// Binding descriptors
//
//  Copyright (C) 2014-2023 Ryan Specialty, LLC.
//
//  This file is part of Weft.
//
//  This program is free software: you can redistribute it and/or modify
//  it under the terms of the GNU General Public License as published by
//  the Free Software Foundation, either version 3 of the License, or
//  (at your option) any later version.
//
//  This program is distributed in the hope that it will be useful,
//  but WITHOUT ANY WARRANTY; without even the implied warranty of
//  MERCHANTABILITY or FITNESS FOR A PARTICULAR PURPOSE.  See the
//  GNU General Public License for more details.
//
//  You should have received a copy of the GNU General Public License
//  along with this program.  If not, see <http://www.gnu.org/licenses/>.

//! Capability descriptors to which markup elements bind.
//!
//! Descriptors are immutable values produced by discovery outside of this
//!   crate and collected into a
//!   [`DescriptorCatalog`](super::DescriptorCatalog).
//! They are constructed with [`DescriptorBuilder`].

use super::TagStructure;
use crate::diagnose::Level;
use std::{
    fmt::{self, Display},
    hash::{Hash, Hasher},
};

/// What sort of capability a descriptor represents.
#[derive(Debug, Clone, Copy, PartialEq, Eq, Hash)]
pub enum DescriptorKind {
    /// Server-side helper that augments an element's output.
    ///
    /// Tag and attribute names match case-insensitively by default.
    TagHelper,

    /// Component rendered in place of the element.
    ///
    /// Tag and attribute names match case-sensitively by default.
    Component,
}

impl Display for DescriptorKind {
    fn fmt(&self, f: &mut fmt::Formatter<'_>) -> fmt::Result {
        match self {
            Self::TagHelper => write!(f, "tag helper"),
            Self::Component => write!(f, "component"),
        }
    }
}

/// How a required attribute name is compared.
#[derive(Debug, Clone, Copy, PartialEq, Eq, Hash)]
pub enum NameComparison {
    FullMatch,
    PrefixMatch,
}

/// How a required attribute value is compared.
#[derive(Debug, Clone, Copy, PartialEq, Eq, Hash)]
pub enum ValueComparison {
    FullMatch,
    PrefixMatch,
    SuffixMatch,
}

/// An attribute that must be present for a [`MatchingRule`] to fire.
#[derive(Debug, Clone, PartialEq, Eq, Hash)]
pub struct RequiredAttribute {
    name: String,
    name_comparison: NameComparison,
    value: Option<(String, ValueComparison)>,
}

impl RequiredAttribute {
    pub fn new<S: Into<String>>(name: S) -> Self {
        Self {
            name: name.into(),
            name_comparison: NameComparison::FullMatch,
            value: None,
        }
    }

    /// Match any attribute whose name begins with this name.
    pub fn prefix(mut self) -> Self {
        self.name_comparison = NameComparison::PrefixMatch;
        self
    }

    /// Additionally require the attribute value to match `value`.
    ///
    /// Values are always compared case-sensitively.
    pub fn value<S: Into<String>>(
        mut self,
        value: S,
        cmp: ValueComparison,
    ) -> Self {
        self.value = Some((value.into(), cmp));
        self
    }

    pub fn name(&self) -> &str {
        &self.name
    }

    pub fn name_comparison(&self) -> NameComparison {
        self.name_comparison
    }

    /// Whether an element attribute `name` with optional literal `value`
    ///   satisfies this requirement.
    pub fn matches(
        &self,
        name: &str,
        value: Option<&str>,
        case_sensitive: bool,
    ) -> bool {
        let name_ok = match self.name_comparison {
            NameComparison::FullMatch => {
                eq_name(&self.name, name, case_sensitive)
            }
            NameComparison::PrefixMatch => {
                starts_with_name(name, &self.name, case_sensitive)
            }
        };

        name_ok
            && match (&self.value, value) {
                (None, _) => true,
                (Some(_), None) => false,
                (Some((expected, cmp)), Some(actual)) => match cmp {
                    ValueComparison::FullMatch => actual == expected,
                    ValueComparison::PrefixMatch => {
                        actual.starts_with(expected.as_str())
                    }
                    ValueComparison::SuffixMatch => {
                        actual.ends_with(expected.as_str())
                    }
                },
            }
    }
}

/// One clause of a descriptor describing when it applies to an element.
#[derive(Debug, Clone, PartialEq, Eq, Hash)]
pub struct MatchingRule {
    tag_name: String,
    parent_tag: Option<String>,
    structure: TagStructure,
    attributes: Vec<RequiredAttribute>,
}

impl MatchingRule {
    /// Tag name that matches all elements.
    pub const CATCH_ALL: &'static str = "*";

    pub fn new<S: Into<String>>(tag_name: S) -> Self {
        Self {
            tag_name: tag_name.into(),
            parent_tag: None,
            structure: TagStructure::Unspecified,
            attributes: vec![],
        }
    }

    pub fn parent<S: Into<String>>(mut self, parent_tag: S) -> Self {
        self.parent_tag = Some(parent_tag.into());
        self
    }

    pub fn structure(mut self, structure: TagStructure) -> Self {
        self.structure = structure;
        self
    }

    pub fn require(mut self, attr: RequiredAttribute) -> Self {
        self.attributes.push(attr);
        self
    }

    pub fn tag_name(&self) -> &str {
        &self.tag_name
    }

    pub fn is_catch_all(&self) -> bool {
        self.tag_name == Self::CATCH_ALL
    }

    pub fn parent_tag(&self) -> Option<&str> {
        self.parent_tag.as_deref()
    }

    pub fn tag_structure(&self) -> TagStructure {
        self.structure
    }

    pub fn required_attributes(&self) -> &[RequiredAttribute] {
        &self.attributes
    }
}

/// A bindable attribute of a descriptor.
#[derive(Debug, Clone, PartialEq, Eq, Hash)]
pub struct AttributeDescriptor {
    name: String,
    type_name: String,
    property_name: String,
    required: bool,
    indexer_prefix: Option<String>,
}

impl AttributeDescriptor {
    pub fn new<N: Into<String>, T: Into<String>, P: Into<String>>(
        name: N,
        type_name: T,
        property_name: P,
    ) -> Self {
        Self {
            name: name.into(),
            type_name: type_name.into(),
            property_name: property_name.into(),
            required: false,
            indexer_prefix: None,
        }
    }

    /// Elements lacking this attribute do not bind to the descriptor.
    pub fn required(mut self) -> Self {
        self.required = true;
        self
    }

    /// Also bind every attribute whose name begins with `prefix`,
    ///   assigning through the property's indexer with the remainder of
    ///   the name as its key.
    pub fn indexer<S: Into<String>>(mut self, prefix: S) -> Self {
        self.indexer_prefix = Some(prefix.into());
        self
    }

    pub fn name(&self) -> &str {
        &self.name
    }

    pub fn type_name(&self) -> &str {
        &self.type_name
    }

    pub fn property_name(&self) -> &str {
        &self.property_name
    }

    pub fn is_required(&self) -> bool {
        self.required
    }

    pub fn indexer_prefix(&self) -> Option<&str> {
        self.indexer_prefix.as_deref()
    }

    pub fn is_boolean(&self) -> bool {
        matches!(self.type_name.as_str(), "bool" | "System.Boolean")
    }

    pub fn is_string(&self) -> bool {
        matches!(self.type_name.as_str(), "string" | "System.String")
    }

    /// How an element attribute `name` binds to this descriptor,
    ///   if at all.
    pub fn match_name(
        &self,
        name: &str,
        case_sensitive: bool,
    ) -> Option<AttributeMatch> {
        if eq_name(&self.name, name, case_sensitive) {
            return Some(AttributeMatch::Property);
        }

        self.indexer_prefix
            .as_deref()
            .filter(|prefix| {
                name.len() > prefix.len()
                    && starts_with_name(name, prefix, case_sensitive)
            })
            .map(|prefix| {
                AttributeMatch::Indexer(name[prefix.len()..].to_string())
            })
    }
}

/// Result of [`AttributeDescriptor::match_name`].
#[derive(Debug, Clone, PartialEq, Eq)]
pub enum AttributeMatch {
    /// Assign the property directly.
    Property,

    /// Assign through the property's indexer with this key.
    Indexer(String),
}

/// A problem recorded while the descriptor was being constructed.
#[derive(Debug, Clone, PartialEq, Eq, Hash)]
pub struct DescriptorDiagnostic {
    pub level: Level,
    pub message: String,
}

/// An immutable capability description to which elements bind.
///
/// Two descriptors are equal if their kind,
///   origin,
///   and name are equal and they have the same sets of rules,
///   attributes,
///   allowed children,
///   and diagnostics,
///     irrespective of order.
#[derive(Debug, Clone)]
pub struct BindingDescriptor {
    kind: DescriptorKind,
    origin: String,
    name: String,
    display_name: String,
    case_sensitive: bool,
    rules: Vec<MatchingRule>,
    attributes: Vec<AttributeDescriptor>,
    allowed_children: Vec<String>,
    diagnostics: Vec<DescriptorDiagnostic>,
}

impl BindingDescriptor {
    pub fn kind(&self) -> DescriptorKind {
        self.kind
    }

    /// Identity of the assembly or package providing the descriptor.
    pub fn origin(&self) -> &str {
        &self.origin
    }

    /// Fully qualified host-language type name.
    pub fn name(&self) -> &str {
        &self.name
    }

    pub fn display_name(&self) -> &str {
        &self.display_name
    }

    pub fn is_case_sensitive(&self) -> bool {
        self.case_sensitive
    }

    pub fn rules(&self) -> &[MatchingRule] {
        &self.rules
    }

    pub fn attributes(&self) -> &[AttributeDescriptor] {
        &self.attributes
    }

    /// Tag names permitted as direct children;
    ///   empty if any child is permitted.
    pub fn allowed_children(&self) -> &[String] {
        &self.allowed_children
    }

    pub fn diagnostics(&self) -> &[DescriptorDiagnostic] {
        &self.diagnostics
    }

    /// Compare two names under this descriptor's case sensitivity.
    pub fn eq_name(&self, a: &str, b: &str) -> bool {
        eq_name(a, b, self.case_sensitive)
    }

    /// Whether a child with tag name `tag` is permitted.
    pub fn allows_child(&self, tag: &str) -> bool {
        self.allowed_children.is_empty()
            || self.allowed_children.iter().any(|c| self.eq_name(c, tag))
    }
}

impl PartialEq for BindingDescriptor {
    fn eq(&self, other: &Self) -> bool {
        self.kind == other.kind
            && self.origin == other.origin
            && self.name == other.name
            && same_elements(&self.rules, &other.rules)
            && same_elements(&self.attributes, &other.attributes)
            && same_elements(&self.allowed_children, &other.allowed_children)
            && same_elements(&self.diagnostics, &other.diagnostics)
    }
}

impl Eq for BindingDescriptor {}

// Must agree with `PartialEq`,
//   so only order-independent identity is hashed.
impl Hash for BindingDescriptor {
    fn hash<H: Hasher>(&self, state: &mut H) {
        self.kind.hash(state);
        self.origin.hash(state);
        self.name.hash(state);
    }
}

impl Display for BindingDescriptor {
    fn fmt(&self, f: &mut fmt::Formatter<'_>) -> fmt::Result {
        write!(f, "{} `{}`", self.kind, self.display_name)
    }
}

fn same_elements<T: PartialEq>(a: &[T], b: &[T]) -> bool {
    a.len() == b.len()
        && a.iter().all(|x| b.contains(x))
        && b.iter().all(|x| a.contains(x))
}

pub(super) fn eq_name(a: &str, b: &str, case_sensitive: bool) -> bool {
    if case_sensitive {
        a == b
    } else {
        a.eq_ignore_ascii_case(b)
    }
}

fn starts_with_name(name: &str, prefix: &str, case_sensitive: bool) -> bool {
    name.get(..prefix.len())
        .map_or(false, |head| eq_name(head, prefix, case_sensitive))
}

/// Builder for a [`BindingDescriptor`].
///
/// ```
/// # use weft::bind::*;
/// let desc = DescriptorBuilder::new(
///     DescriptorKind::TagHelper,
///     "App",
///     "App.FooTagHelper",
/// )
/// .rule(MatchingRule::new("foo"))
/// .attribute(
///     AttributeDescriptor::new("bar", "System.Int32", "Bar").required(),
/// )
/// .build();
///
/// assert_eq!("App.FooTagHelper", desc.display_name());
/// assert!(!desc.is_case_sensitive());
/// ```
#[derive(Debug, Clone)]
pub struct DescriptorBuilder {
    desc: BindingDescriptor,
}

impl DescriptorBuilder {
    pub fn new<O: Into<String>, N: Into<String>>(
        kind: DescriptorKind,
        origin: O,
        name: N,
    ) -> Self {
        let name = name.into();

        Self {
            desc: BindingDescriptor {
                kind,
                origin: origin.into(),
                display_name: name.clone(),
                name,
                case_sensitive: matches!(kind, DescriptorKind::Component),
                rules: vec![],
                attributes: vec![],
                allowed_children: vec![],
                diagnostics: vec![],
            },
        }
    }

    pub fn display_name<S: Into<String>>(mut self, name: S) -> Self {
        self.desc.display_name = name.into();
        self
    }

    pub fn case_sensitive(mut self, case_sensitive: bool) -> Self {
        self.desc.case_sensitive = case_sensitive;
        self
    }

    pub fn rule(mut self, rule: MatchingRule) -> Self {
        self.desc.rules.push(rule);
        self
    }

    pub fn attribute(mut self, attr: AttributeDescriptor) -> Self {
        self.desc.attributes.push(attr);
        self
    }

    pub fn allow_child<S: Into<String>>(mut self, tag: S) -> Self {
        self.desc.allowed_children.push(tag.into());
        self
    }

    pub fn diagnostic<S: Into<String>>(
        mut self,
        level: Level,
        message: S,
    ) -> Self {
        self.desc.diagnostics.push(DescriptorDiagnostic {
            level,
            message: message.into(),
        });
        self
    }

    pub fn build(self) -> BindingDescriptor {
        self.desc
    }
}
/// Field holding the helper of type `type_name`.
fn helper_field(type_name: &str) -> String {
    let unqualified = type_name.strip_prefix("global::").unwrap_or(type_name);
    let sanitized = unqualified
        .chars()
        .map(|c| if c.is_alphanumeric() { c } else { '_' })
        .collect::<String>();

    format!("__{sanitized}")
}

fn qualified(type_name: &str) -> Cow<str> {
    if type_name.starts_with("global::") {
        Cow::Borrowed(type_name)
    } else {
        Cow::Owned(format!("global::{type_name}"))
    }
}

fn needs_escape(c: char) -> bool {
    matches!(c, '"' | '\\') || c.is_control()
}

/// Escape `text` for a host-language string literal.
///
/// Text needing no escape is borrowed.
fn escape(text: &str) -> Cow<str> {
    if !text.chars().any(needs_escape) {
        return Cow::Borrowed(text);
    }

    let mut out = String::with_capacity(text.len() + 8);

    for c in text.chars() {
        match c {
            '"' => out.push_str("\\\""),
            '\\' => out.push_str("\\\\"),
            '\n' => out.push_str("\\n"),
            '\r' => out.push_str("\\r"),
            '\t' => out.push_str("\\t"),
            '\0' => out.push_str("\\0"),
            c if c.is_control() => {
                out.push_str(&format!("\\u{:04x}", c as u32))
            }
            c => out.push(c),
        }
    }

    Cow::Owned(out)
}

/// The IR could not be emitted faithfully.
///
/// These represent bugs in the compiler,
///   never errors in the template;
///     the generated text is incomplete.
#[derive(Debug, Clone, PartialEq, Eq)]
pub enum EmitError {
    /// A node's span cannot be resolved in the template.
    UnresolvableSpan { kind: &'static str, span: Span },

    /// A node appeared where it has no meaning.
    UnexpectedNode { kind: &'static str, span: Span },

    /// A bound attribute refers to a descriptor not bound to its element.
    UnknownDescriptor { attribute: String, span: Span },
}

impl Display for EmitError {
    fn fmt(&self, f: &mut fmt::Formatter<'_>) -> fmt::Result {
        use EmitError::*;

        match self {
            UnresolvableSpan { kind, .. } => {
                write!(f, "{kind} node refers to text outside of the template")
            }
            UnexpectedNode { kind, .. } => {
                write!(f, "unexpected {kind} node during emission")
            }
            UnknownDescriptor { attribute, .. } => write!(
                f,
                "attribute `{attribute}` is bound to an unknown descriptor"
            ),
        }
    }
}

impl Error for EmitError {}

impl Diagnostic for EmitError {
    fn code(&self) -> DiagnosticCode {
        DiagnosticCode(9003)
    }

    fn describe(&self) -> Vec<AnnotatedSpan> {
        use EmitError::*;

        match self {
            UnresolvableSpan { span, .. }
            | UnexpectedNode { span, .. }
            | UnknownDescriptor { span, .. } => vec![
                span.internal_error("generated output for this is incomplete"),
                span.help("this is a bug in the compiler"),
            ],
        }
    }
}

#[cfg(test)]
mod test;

TASK BRIEF -
A bare number is expected: how many lines above contain the word "DescriptorDiagnostic"?

YOUR SOLUTION -
4